Alberto Cornejo Madrid | viernes, 24 de octubre de 2014 h |

Pregunta. Paco, maestro para muchos… ¿Y alumno de quién?

Respuesta. De Hepler, Strand, Joaquim Bonal, María José Faus… Y tantos otros con los que he formado equipo, como Miguel Ángel Gastelurrutia.

P. Para ser referente en el presente, ¿hubo que ser incomprendido en el pasado?

R. Hay que ser incomprendido en el pasado, presente y futuro. Recientemente, en una reunión con compañeros de profesión, se planteaban ciertas cuestiones con las que estaba en desacuerdo y propuse una votación. Éramos treinta personas, entre ellas mi mujer, y nadie votó a mi favor.
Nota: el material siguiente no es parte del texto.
//! # Parser - Event-Based Tree Construction
//!
//! This module transforms a token stream into a syntax tree using the
//! **event-based** architecture from rust-analyzer.
//!
//! The grammar never builds tree nodes itself. It emits a flat list of
//! [`Event`]s (Start, Token, Finish) and the [`Sink`] builds the Rowan tree
//! afterwards. This keeps error recovery simple: a half-parsed matcher is
//! just a Start without the tokens you hoped for, never a dangling node.
//!
//! ## Significant tokens only
//!
//! The [`Parser`] only sees significant tokens. Whitespace and comments are
//! filtered out before parsing, so grammar rules never have to skip trivia,
//! and the [`Sink`] puts them back while building the tree.
//!
//! ## The Marker System
//!
//! When you call `parser.start()`, you get a [`Marker`]. This marker **must**
//! be either:
//!
//! - Completed with `marker.complete(parser, KIND)` → emits Start+Finish
//! - Abandoned with `marker.abandon(parser)` → removes the placeholder
//!
//! If you drop a marker without doing either, **the program panics**.
//!
//! ```ignore
//! let m = p.start();
//! p.bump(); // IDENTIFIER
//! p.bump(); // EQ
//! p.bump(); // STRING
//! m.complete(p, SyntaxKind::MATCHER);
//! ```
//!
//! ## Forward Parent Links
//!
//! Binary expressions are only recognised once the operator shows up, after
//! the left operand has been completed. `CompletedMarker::precede()` wraps
//! the finished operand in a new parent through a **forward parent link**
//! that the Sink resolves.
//!
//! ## Public API
//!
//! ```
//! use logql_lens_syntax::{parse, SyntaxKind};
//!
//! let tree = parse(r#"{app="api"} | json"#);
//! assert_eq!(tree.kind(), SyntaxKind::LOG_QL);
//! ```

pub mod event;
pub mod sink;

mod grammar;

use crate::lexer::{Token, lex};
use crate::syntax_kind::{SyntaxKind, SyntaxNode};
use event::Event;
use sink::Sink;

/// The parser state machine.
///
/// Holds the significant token stream, current position, and accumulated
/// events. Grammar functions receive `&mut Parser` and use its methods to:
///
/// - Inspect tokens: `current()`, `nth()`, `at()`, `at_end()`, `at_keyword()`
/// - Consume tokens: `bump()`, `bump_remap()`, `eat()`
/// - Build structure: `start()` → `Marker` → `complete()`/`abandon()`
/// - Bound recursion: `enter()`/`leave()` around nested rules
pub struct Parser<'t, 'input> {
    tokens: &'t [Token<'input>],
    pos: usize,
    events: Vec<Event>,
    depth: usize,
}

/// How deep nested rules (parentheses, chained operators) may recurse.
pub const MAX_DEPTH: usize = 256;

impl<'t, 'input> Parser<'t, 'input> {
    /// Create a new parser from a slice of significant tokens.
    pub fn new(tokens: &'t [Token<'input>]) -> Self {
        Self {
            tokens,
            pos: 0,
            events: Vec::new(),
            depth: 0,
        }
    }

    /// Run the grammar and return the events describing the tree.
    pub fn parse(mut self) -> Vec<Event> {
        grammar::root(&mut self);
        self.events
    }

    /// Start a new node and return a marker.
    pub fn start(&mut self) -> Marker {
        let pos = self.events.len();
        self.events.push(Event::Placeholder);
        Marker {
            pos,
            completed: false,
        }
    }

    /// Current token kind, or EOF if past end.
    pub fn current(&self) -> SyntaxKind {
        self.nth(0)
    }

    /// Look ahead n tokens.
    pub fn nth(&self, n: usize) -> SyntaxKind {
        self.tokens
            .get(self.pos + n)
            .map(|t| t.kind)
            .unwrap_or(SyntaxKind::EOF)
    }

    /// Check if at end of input.
    pub fn at_end(&self) -> bool {
        self.pos >= self.tokens.len()
    }

    /// Check if current token is of given kind.
    pub fn at(&self, kind: SyntaxKind) -> bool {
        self.current() == kind
    }

    /// Check if current token is any of the given kinds.
    pub fn at_any(&self, kinds: &[SyntaxKind]) -> bool {
        kinds.contains(&self.current())
    }

    /// Check if the token `n` ahead is an identifier spelled `keyword`.
    pub fn nth_at_keyword(&self, n: usize, keyword: &str) -> bool {
        self.nth(n) == SyntaxKind::IDENTIFIER && self.nth_text(n) == keyword
    }

    /// Check if the current token is an identifier spelled `keyword`.
    pub fn at_keyword(&self, keyword: &str) -> bool {
        self.nth_at_keyword(0, keyword)
    }

    /// Consume the current token if it matches.
    pub fn eat(&mut self, kind: SyntaxKind) -> bool {
        if self.at(kind) {
            self.bump();
            true
        } else {
            false
        }
    }

    /// Consume the current token unconditionally.
    pub fn bump(&mut self) {
        if !self.at_end() {
            let kind = self.current();
            self.bump_remap(kind);
        }
    }

    /// Consume the current token, recording it as `kind`.
    ///
    /// Used to turn contextual keywords into their own kinds.
    pub fn bump_remap(&mut self, kind: SyntaxKind) {
        if !self.at_end() {
            self.events.push(Event::token(kind));
            self.pos += 1;
        }
    }

    /// Go one nesting level deeper. Returns false once [`MAX_DEPTH`] is reached.
    pub fn enter(&mut self) -> bool {
        if self.depth >= MAX_DEPTH {
            return false;
        }
        self.depth += 1;
        true
    }

    /// Leave a level entered with [`Parser::enter`].
    pub fn leave(&mut self) {
        self.depth = self.depth.saturating_sub(1);
    }

    /// Get the text of the current token.
    pub fn current_text(&self) -> &'input str {
        self.nth_text(0)
    }

    /// Get the text of the token `n` ahead.
    pub fn nth_text(&self, n: usize) -> &'input str {
        self.tokens.get(self.pos + n).map(|t| t.text).unwrap_or("")
    }
}

/// A marker for a node being constructed.
///
/// When you call `parser.start()`, a `Placeholder` event is pushed and you
/// get a `Marker` pointing to it. It must be completed or abandoned; the
/// `Drop` impl panics otherwise.
#[must_use = "Markers must be completed or abandoned, dropping them is a bug"]
pub struct Marker {
    /// Position in the events vector where our Placeholder lives
    pos: usize,
    /// Tracks whether complete() or abandon() was called
    completed: bool,
}

impl Marker {
    /// Complete this marker, creating a node of the given kind.
    pub fn complete(mut self, p: &mut Parser<'_, '_>, kind: SyntaxKind) -> CompletedMarker {
        self.completed = true;
        let event_at_pos = &mut p.events[self.pos];
        assert!(matches!(event_at_pos, Event::Placeholder));
        *event_at_pos = Event::Start {
            kind,
            forward_parent: None,
        };
        p.events.push(Event::Finish);
        CompletedMarker { pos: self.pos }
    }

    /// Abandon this marker without creating a node.
    ///
    /// Only removes the placeholder if it's the last event; otherwise it
    /// stays inert and the Sink ignores it.
    pub fn abandon(mut self, p: &mut Parser<'_, '_>) {
        self.completed = true;
        if self.pos == p.events.len() - 1 {
            match p.events.pop() {
                Some(Event::Placeholder) => {}
                _ => unreachable!(),
            }
        }
    }
}

impl Drop for Marker {
    fn drop(&mut self) {
        if !self.completed && !std::thread::panicking() {
            panic!("Marker must be either completed or abandoned");
        }
    }
}

/// A marker for a node that has been completed.
///
/// The only thing you can do with a `CompletedMarker` is call `precede()`
/// to wrap the completed node in a new parent:
///
/// ```ignore
/// let lhs = label_filter_atom(p)?;      // x="1"
/// if p.at_keyword("and") {
///     let m = lhs.precede(p);           // new parent BEFORE x="1"
///     p.bump_remap(SyntaxKind::AND);
///     label_filter_atom(p);             // y="2"
///     m.complete(p, SyntaxKind::LABEL_FILTER);
/// }
/// ```
#[derive(Debug, Clone, Copy)]
pub struct CompletedMarker {
    /// Position of the Start event for this completed node
    pos: usize,
}

impl CompletedMarker {
    /// Create a new parent node that will contain this node.
    pub fn precede(self, p: &mut Parser<'_, '_>) -> Marker {
        let new_pos = p.events.len();
        p.events.push(Event::Placeholder);

        if let Event::Start { forward_parent, .. } = &mut p.events[self.pos] {
            *forward_parent = Some(new_pos);
        }

        Marker {
            pos: new_pos,
            completed: false,
        }
    }
}

/// Parse a LogQL query into a syntax tree.
///
/// Never fails: malformed input yields `ERROR` nodes, and the root always
/// spans the whole query.
pub fn parse(source: &str) -> SyntaxNode {
    let tokens = lex(source);
    let significant: Vec<Token<'_>> = tokens
        .iter()
        .filter(|t| !t.kind.is_trivia())
        .cloned()
        .collect();
    let events = Parser::new(&significant).parse();
    Sink::new(&tokens, events).finish()
}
P. En todo caso, no fue peor que lo sucedido en Málaga en 1997, ¿verdad?

R. En esa ocasión viví uno de mis peores recuerdos profesionales. Durante un congreso nacional farmacéutico, me pidieron que preparase una ponencia sobre posibles sistemas retributivos. Estudié varios modelos y presenté el más beneficioso. Pues bien, fui reprendido e insultado. Me hicieron llorar. Lloré por exponer lo que ahora muchos defienden.

P. A riesgo se pecar de ‘abuelos cebolleta’, quiero que como ‘padre’ de la atención farmacéutica (AF) en España me cuentes como empezó.
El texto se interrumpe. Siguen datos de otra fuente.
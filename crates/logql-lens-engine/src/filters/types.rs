use std::collections::HashMap;
use std::fmt;
use std::str::FromStr;

use serde::{Deserialize, Serialize};

use crate::filter::ParseOperatorError;

/// Operator of an indexed label or field filter.
#[derive(Debug, Clone, Copy, PartialEq, Eq, Hash, Serialize, Deserialize)]
pub enum FilterOperator {
    #[serde(rename = "=")]
    Equal,
    #[serde(rename = "!=")]
    NotEqual,
    #[serde(rename = "=~")]
    RegexEqual,
    #[serde(rename = "!~")]
    RegexNotEqual,
    #[serde(rename = ">")]
    Gt,
    #[serde(rename = "<")]
    Lt,
    #[serde(rename = ">=")]
    Gte,
    #[serde(rename = "<=")]
    Lte,
}

impl FilterOperator {
    pub fn as_str(self) -> &'static str {
        match self {
            FilterOperator::Equal => "=",
            FilterOperator::NotEqual => "!=",
            FilterOperator::RegexEqual => "=~",
            FilterOperator::RegexNotEqual => "!~",
            FilterOperator::Gt => ">",
            FilterOperator::Lt => "<",
            FilterOperator::Gte => ">=",
            FilterOperator::Lte => "<=",
        }
    }

    /// `=`, `!=`, `=~` and `!~`, the operators a stream selector accepts.
    pub fn is_label_matcher(self) -> bool {
        matches!(
            self,
            FilterOperator::Equal
                | FilterOperator::NotEqual
                | FilterOperator::RegexEqual
                | FilterOperator::RegexNotEqual
        )
    }
}

impl fmt::Display for FilterOperator {
    fn fmt(&self, f: &mut fmt::Formatter<'_>) -> fmt::Result {
        f.write_str(self.as_str())
    }
}

impl FromStr for FilterOperator {
    type Err = ParseOperatorError;

    fn from_str(s: &str) -> Result<Self, Self::Err> {
        let op = match s {
            "=" => FilterOperator::Equal,
            "!=" => FilterOperator::NotEqual,
            "=~" => FilterOperator::RegexEqual,
            "!~" => FilterOperator::RegexNotEqual,
            ">" => FilterOperator::Gt,
            "<" => FilterOperator::Lt,
            ">=" => FilterOperator::Gte,
            "<=" => FilterOperator::Lte,
            other => return Err(ParseOperatorError(other.to_string())),
        };
        Ok(op)
    }
}

/// Where a label comes from.
#[derive(Debug, Clone, Copy, PartialEq, Eq, Hash, Serialize, Deserialize)]
pub enum LabelType {
    Indexed,
    StructuredMetadata,
    Parsed,
}

impl LabelType {
    /// Decode the one-letter codes Loki reports: `I`, `S` or `P`.
    pub fn from_code(code: &str) -> Option<Self> {
        match code {
            "I" => Some(LabelType::Indexed),
            "S" => Some(LabelType::StructuredMetadata),
            "P" => Some(LabelType::Parsed),
            _ => None,
        }
    }
}

/// Which parser stages precede a field filter.
#[derive(Debug, Clone, Copy, PartialEq, Eq, Hash, Serialize, Deserialize)]
#[serde(rename_all = "camelCase")]
pub enum ParserType {
    Logfmt,
    Json,
    Mixed,
    StructuredMetadata,
}

impl ParserType {
    pub fn as_str(self) -> &'static str {
        match self {
            ParserType::Logfmt => "logfmt",
            ParserType::Json => "json",
            ParserType::Mixed => "mixed",
            ParserType::StructuredMetadata => "structuredMetadata",
        }
    }
}

#[derive(Debug, Clone, Copy, PartialEq, Eq, Hash, Serialize, Deserialize)]
pub enum LineFilterOp {
    #[serde(rename = "|=")]
    Match,
    #[serde(rename = "!=")]
    NegativeMatch,
    #[serde(rename = "|~")]
    Regex,
    #[serde(rename = "!~")]
    NegativeRegex,
}

impl LineFilterOp {
    pub fn as_str(self) -> &'static str {
        match self {
            LineFilterOp::Match => "|=",
            LineFilterOp::NegativeMatch => "!=",
            LineFilterOp::Regex => "|~",
            LineFilterOp::NegativeRegex => "!~",
        }
    }

    pub fn is_regex(self) -> bool {
        matches!(self, LineFilterOp::Regex | LineFilterOp::NegativeRegex)
    }
}

#[derive(Debug, Clone, Copy, PartialEq, Eq, Hash, Serialize, Deserialize)]
pub enum PatternFilterOp {
    #[serde(rename = "|>")]
    Match,
    #[serde(rename = "!>")]
    NegativeMatch,
}

impl PatternFilterOp {
    pub fn as_str(self) -> &'static str {
        match self {
            PatternFilterOp::Match => "|>",
            PatternFilterOp::NegativeMatch => "!>",
        }
    }
}

/// A matcher from the stream selector.
#[derive(Debug, Clone, PartialEq, Eq, Serialize, Deserialize)]
pub struct IndexedLabelFilter {
    pub key: String,
    pub operator: FilterOperator,
    pub value: String,
    #[serde(rename = "type")]
    pub label_type: LabelType,
}

/// A label filter stage on a parsed or metadata field.
#[derive(Debug, Clone, PartialEq, Eq, Serialize, Deserialize)]
pub struct FieldFilter {
    pub key: String,
    pub operator: FilterOperator,
    pub value: String,
    #[serde(rename = "type")]
    pub label_type: LabelType,
    #[serde(skip_serializing_if = "Option::is_none")]
    pub parser: Option<ParserType>,
}

/// `|= "text"` and friends.
///
/// `key` is `caseInsensitive` for `(?i)` regexes, otherwise
/// `caseSensitive,<index of the line filter>`.
#[derive(Debug, Clone, PartialEq, Eq, Serialize, Deserialize)]
pub struct LineFilter {
    pub key: String,
    pub operator: LineFilterOp,
    pub value: String,
}

#[derive(Debug, Clone, PartialEq, Eq, Serialize, Deserialize)]
pub struct PatternFilter {
    pub operator: PatternFilterOp,
    pub value: String,
}

/// Everything the drilldown views need from a query.
#[derive(Debug, Clone, Default, PartialEq, Eq, Serialize, Deserialize)]
#[serde(rename_all = "camelCase")]
pub struct QueryFilters {
    pub label_filters: Vec<IndexedLabelFilter>,
    pub line_filters: Vec<LineFilter>,
    pub fields: Vec<FieldFilter>,
    pub pattern_filters: Vec<PatternFilter>,
}

/// Label name to type code (`I`, `S`, `P`), as reported alongside log lines.
#[derive(Debug, Clone, Default, PartialEq, Eq, Serialize, Deserialize)]
#[serde(transparent)]
pub struct LabelTypes(HashMap<String, String>);

impl LabelTypes {
    pub fn get(&self, label: &str) -> Option<LabelType> {
        self.0.get(label).and_then(|code| LabelType::from_code(code))
    }
}

impl<K: Into<String>, V: Into<String>> FromIterator<(K, V)> for LabelTypes {
    fn from_iter<T: IntoIterator<Item = (K, V)>>(iter: T) -> Self {
        Self(
            iter.into_iter()
                .map(|(k, v)| (k.into(), v.into()))
                .collect(),
        )
    }
}
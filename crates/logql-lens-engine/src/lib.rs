//! Questions about LogQL queries, answered from their syntax trees.
//!
//! Every entry point takes the query text, parses it with
//! [`logql_lens_syntax::parse`] and walks the result. Parsing never fails, so
//! none of these functions do either: a broken query simply yields fewer
//! results.

pub mod filter;
pub mod filters;
pub mod matchers;
pub mod node;
pub mod parser_stage;
pub mod query;
pub mod walker;

// Re-export key types for easier usage
pub use filter::{Filter, FilterOp, FilterType, ParseOperatorError};
pub use filters::{QueryFilters, query_filters};
pub use logql_lens_syntax::{SyntaxElement, SyntaxKind, parse};
pub use matchers::matchers_from_query;
pub use node::{GrammarNode, NodePosition};
pub use parser_stage::parser_from_query;
pub use query::{is_logs_query, is_valid_query, service_name_from_query};
pub use walker::{
    is_query_with_node, lhs_leaf_nodes, lhs_leaf_nodes_from_query, nodes_from_query,
    positions_in_node, walk,
};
R. Tiempo después, me llamó Flor Álvarez de Toledo porque nos habían encargado organizar un congreso de Ciencias Farmacéuticas. Teníamos como ‘maestro’ y referencia internacional a Hepler y queríamos contar a toda costa con su participación. Sabíamos que iba a viajar a Lisboa a un congreso de la FIP… Y allí me fui a convencerle.

P. ¿Valió la pena el viaje?

R. ¡Yo no tenía ni idea de inglés! Cuando le vi, solo le repetí una y otra vez “You are the number one”, y utilicé a la recepcionista del hotel de traductora. ¡Conseguí que viniera! Tras el congreso, y ya que era judío, lo llevamos a conocer Toledo. Allí nos ‘encerramos’ con él unos días y nos trazó las líneas a seguir en España.
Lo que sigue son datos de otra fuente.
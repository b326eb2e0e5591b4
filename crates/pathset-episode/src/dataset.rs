//! Dataset generation: many sampled problems, one episode each.
//!
//! Every episode index owns a ChaCha8 RNG seeded from
//! `(config.seed, index)`. Grid sampling, start/goal selection and any
//! observation randomness all draw from it, so episode `i` is the same
//! whether it is generated alone, serially, or on any worker of
//! [`DatasetDriver::generate_parallel`].
//!
//! Samples that cannot become an episode (no path, plan too long, start
//! already at goal under a rejecting policy) are discarded and redrawn
//! from the same RNG, up to `config.max_attempts` times.

use crate::config::{ConfigError, DatasetConfig};
use crate::episode::Episode;
use crate::synth::EpisodeSynthesizer;
use pathset_core::{EpisodeError, MovementVocabulary};
use pathset_world::{AStarOracle, GridGenerator, PathOracle, RandomGridGenerator, WorldError};
use rand::{Rng, SeedableRng};
use rand_chacha::ChaCha8Rng;
use serde::{Deserialize, Serialize};
use std::sync::atomic::{AtomicUsize, Ordering};
use std::thread;
use thiserror::Error;
use tracing::{debug, info, trace};

/// Errors from dataset generation.
#[derive(Clone, Debug, PartialEq, Error)]
pub enum DatasetError {
    /// The configuration is invalid.
    #[error("invalid configuration: {0}")]
    Config(#[from] ConfigError),
    /// The grid generator failed.
    #[error("episode {index}: grid generation failed")]
    World {
        /// Episode index.
        index: usize,
        /// Underlying failure.
        source: WorldError,
    },
    /// Synthesis failed in a way resampling cannot fix.
    #[error("episode {index}: synthesis failed")]
    Episode {
        /// Episode index.
        index: usize,
        /// Underlying failure.
        source: EpisodeError,
    },
    /// Every sample drawn for an episode was rejected.
    #[error("episode {index}: all {attempts} samples rejected")]
    RetriesExhausted {
        /// Episode index.
        index: usize,
        /// Samples drawn.
        attempts: u32,
        /// Reason the final sample was rejected.
        #[source]
        last: EpisodeError,
    },
    /// A parallel worker thread panicked.
    #[error("worker {worker} panicked")]
    WorkerPanicked {
        /// Worker number.
        worker: usize,
    },
    /// A parallel run finished without producing an episode.
    #[error("episode {index} was never produced")]
    MissingEpisode {
        /// Episode index.
        index: usize,
    },
}

/// Sampling counters for a generated dataset.
#[derive(Clone, Copy, Debug, PartialEq, Eq, Default, Serialize, Deserialize)]
pub struct DatasetStats {
    /// Episodes produced.
    pub episodes: usize,
    /// Samples drawn from the generator, accepted or not.
    pub samples: usize,
    /// Samples rejected because the goal was unreachable.
    pub no_path: usize,
    /// Samples rejected because the plan did not fit the episode.
    pub overflow: usize,
    /// Samples rejected because start equalled goal.
    pub empty_plan: usize,
}

impl DatasetStats {
    /// Total rejected samples.
    pub fn rejected(&self) -> usize {
        self.no_path + self.overflow + self.empty_plan
    }

    /// Add another set of counters into this one.
    pub fn merge(&mut self, other: &DatasetStats) {
        self.episodes += other.episodes;
        self.samples += other.samples;
        self.no_path += other.no_path;
        self.overflow += other.overflow;
        self.empty_plan += other.empty_plan;
    }

    fn record_rejection(&mut self, err: &EpisodeError) {
        match err {
            EpisodeError::NoPathFound { .. } => self.no_path += 1,
            EpisodeError::TrajectoryOverflow { .. } => self.overflow += 1,
            EpisodeError::EmptyPlan { .. } => self.empty_plan += 1,
            _ => {}
        }
    }
}

/// An ordered collection of episodes.
#[derive(Clone, Debug, PartialEq, Eq)]
pub struct Dataset {
    episodes: Vec<Episode>,
    stats: DatasetStats,
}

impl Dataset {
    /// Episodes, in index order.
    pub fn episodes(&self) -> &[Episode] {
        &self.episodes
    }

    /// Sampling counters.
    pub fn stats(&self) -> &DatasetStats {
        &self.stats
    }

    /// Number of episodes.
    pub fn len(&self) -> usize {
        self.episodes.len()
    }

    /// Whether the dataset has no episodes.
    pub fn is_empty(&self) -> bool {
        self.episodes.is_empty()
    }

    /// Iterate over the episodes.
    pub fn iter(&self) -> std::slice::Iter<'_, Episode> {
        self.episodes.iter()
    }

    /// Consume the dataset.
    pub fn into_parts(self) -> (Vec<Episode>, DatasetStats) {
        (self.episodes, self.stats)
    }
}

impl<'a> IntoIterator for &'a Dataset {
    type Item = &'a Episode;
    type IntoIter = std::slice::Iter<'a, Episode>;

    fn into_iter(self) -> Self::IntoIter {
        self.episodes.iter()
    }
}

/// Generates datasets from a grid generator and a path oracle.
///
/// # Examples
///
/// ```
/// use pathset_episode::{DatasetConfig, DatasetDriver};
///
/// let config = DatasetConfig::builder().shape(5, 5).seed(3).build().unwrap();
/// let driver = DatasetDriver::from_config(config).unwrap();
///
/// let dataset = driver.generate(4).unwrap();
/// assert_eq!(dataset.len(), 4);
/// assert!(dataset.iter().all(|ep| ep.len() == 10));
/// ```
pub struct DatasetDriver {
    vocab: MovementVocabulary,
    config: DatasetConfig,
    generator: Box<dyn GridGenerator>,
    oracle: Box<dyn PathOracle>,
}

impl DatasetDriver {
    /// Create a driver. Fails if `config` does not validate.
    pub fn new(
        vocab: MovementVocabulary,
        config: DatasetConfig,
        generator: impl GridGenerator + 'static,
        oracle: impl PathOracle + 'static,
    ) -> Result<Self, DatasetError> {
        config.validate()?;
        Ok(Self {
            vocab,
            config,
            generator: Box::new(generator),
            oracle: Box::new(oracle),
        })
    }

    /// A driver using the canonical vocabulary, a [`RandomGridGenerator`]
    /// built from `config.grid_kind` and `config.obstacle_density`, and
    /// the [`AStarOracle`].
    pub fn from_config(config: DatasetConfig) -> Result<Self, DatasetError> {
        let generator = RandomGridGenerator::builder()
            .kind(config.grid_kind)
            .obstacle_density(config.obstacle_density)
            .build()
            .map_err(|e| ConfigError::InvalidPolicy {
                reason: e.to_string(),
            })?;
        Self::new(
            MovementVocabulary::canonical(),
            config,
            generator,
            AStarOracle,
        )
    }

    /// The dataset settings.
    pub fn config(&self) -> &DatasetConfig {
        &self.config
    }

    /// The movement vocabulary used to label actions.
    pub fn vocabulary(&self) -> &MovementVocabulary {
        &self.vocab
    }

    /// Seed of the RNG owned by episode `index`.
    pub fn episode_seed(&self, index: usize) -> u64 {
        split_mix(self.config.seed, index as u64)
    }

    /// Generate episode `index` on its own.
    ///
    /// Produces the same episode as position `index` of
    /// [`generate`](Self::generate).
    pub fn generate_episode(&self, index: usize) -> Result<Episode, DatasetError> {
        self.run_episode(index).map(|(episode, _)| episode)
    }

    /// Generate `count` episodes on the calling thread.
    ///
    /// Stops at the first episode that fails.
    pub fn generate(&self, count: usize) -> Result<Dataset, DatasetError> {
        let mut episodes = Vec::with_capacity(count);
        let mut stats = DatasetStats::default();
        for index in 0..count {
            let (episode, episode_stats) = self.run_episode(index)?;
            stats.merge(&episode_stats);
            episodes.push(episode);
        }
        info!(
            episodes = stats.episodes,
            samples = stats.samples,
            rejected = stats.rejected(),
            "dataset generated"
        );
        Ok(Dataset { episodes, stats })
    }

    /// Generate `count` episodes on `workers` scoped threads.
    ///
    /// The result is identical to [`generate`](Self::generate): episodes
    /// are ordered by index, and on failure the error of the lowest
    /// failing index is returned. `workers` is clamped to at least one.
    pub fn generate_parallel(&self, count: usize, workers: usize) -> Result<Dataset, DatasetError> {
        let workers = workers.clamp(1, count.max(1));
        let (task_tx, task_rx) = crossbeam_channel::unbounded::<usize>();
        let (result_tx, result_rx) = crossbeam_channel::unbounded();
        for index in 0..count {
            if task_tx.send(index).is_err() {
                break;
            }
        }
        drop(task_tx);

        // Lowest index known to fail; higher tasks are skipped.
        let fail_floor = AtomicUsize::new(usize::MAX);
        let mut slots: Vec<Option<Episode>> = (0..count).map(|_| None).collect();
        let mut stats = DatasetStats::default();

        thread::scope(|scope| {
            let handles: Vec<_> = (0..workers)
                .map(|_| {
                    let task_rx = task_rx.clone();
                    let result_tx = result_tx.clone();
                    let fail_floor = &fail_floor;
                    scope.spawn(move || {
                        while let Ok(index) = task_rx.recv() {
                            if index > fail_floor.load(Ordering::Acquire) {
                                continue;
                            }
                            let result = self.run_episode(index);
                            if result.is_err() {
                                fail_floor.fetch_min(index, Ordering::AcqRel);
                            }
                            if result_tx.send((index, result)).is_err() {
                                break;
                            }
                        }
                    })
                })
                .collect();
            drop(result_tx);

            let mut first_error: Option<(usize, DatasetError)> = None;
            for (index, result) in result_rx.iter() {
                match result {
                    Ok((episode, episode_stats)) => {
                        stats.merge(&episode_stats);
                        slots[index] = Some(episode);
                    }
                    Err(e) => {
                        if first_error.as_ref().is_none_or(|(i, _)| index < *i) {
                            first_error = Some((index, e));
                        }
                    }
                }
            }

            for (worker, handle) in handles.into_iter().enumerate() {
                if handle.join().is_err() {
                    return Err(DatasetError::WorkerPanicked { worker });
                }
            }
            match first_error {
                Some((_, e)) => Err(e),
                None => Ok(()),
            }
        })?;

        let episodes = slots
            .into_iter()
            .enumerate()
            .map(|(index, slot)| slot.ok_or(DatasetError::MissingEpisode { index }))
            .collect::<Result<Vec<_>, _>>()?;
        info!(
            episodes = stats.episodes,
            samples = stats.samples,
            rejected = stats.rejected(),
            workers,
            "dataset generated"
        );
        Ok(Dataset { episodes, stats })
    }

    /// Sample until an episode is accepted or attempts run out.
    fn run_episode(&self, index: usize) -> Result<(Episode, DatasetStats), DatasetError> {
        let synth = EpisodeSynthesizer::new(&self.vocab, &self.config.episode)?;
        let mut rng = ChaCha8Rng::seed_from_u64(self.episode_seed(index));
        let mut stats = DatasetStats::default();
        let mut last = None;

        for attempt in 1..=self.config.max_attempts {
            stats.samples += 1;
            let sample = self
                .generator
                .sample(self.config.rows, self.config.cols, &mut rng)
                .map_err(|source| DatasetError::World { index, source })?;

            let result = match self.oracle.shortest_path(&sample.grid, sample.start, sample.goal) {
                Some(path) => {
                    let obs_seed = rng.random::<u64>();
                    synth.synthesize(&sample.grid, &path, sample.goal, obs_seed)
                }
                None => Err(EpisodeError::NoPathFound {
                    start: sample.start,
                    goal: sample.goal,
                }),
            };

            match result {
                Ok(episode) => {
                    stats.episodes = 1;
                    trace!(index, attempt, plan_len = episode.plan_len(), "episode accepted");
                    return Ok((episode, stats));
                }
                Err(e) if e.is_recoverable() => {
                    debug!(index, attempt, reason = %e, "sample rejected");
                    stats.record_rejection(&e);
                    last = Some(e);
                }
                Err(source) => return Err(DatasetError::Episode { index, source }),
            }
        }

        match last {
            Some(last) => Err(DatasetError::RetriesExhausted {
                index,
                attempts: self.config.max_attempts,
                last,
            }),
            None => Err(ConfigError::ZeroMaxAttempts.into()),
        }
    }
}

/// SplitMix64 finalizer over `base + (index + 1) * golden`.
fn split_mix(base: u64, index: u64) -> u64 {
    let mut z = base.wrapping_add(index.wrapping_add(1).wrapping_mul(0x9E37_79B9_7F4A_7C15));
    z = (z ^ (z >> 30)).wrapping_mul(0xBF58_476D_1CE4_E5B9);
    z = (z ^ (z >> 27)).wrapping_mul(0x94D0_49BB_1331_11EB);
    z ^ (z >> 31)
}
P. En esa particular ‘Transición’ que buscabais para la farmacia, ¿hubo que seguir huyendo de los grises?

R. Hubo un movimiento para cargarse la AF antes de que arrancara. Sucedían cosas muy extrañas: las revistas se llenaron de artículos en contra nuestra, se organizaban comidas para ‘tumbarla’… Pero conseguimos que Bonal apoyase la creación de la Fundación Pharmaceutical Care y sabíamos que nadie tendría valor a llevar la contraria a Bonal.

P. Tras la Fundación, el 27 de julio de 2000, del ‘Pacto del Cuzco’ nacía Sefac.

R. Así es. Nos reunimos un grupo de gente muy competente en el Hotel Cuzco de Madrid. De ahí nos fuimos en taxi a presentar la nueva sociedad al Consejo General, al Ministerio, a la Real Academia de Farmacia… Recuerdo que a los periodistas les dijimos que éramos 500 y en verdad apenas éramos una veintena.

P. Ese día en Perú se produjo la movilización popular ‘Marcha de los cuatro suyos’. Por lo que dices, la vuestra era la de los ‘cuatro gatos’, ¿no?

R. ¡Nos llamaban los boinas verdes! Más bien era la marcha de los cuatro ilusos. Pero si de algo me siento orgulloso es que esos cuatro ilusos seguimos aun manteniendo intacta la ilusión.

P. Yo tengo la ilusión de saber qué fue de ‘pitufo boticario’…

R. Era el seudónimo que usaba en mí época juvenil para firmar artículos en revistas. Quise resucitarlo para mi blog, pero al final ha vuelto a caer en el olvido.

Si en farmacia se otorgasen cruces (verdes, claro está) al mérito en el trabajo, de la solapa de Francisco Martínez (Jaén, 1951) colgarían varias. Bien por los años de ‘servicio’, por fundar y ser presidente de Honor de Sefac, o por crear un Aula de Prácticas Farmacéuticas en la Universidad Cardenal Herrera-CEU. A ello sumen otro ‘cargo’ de cierta responsabilidad: ser voz autorizada en el sector.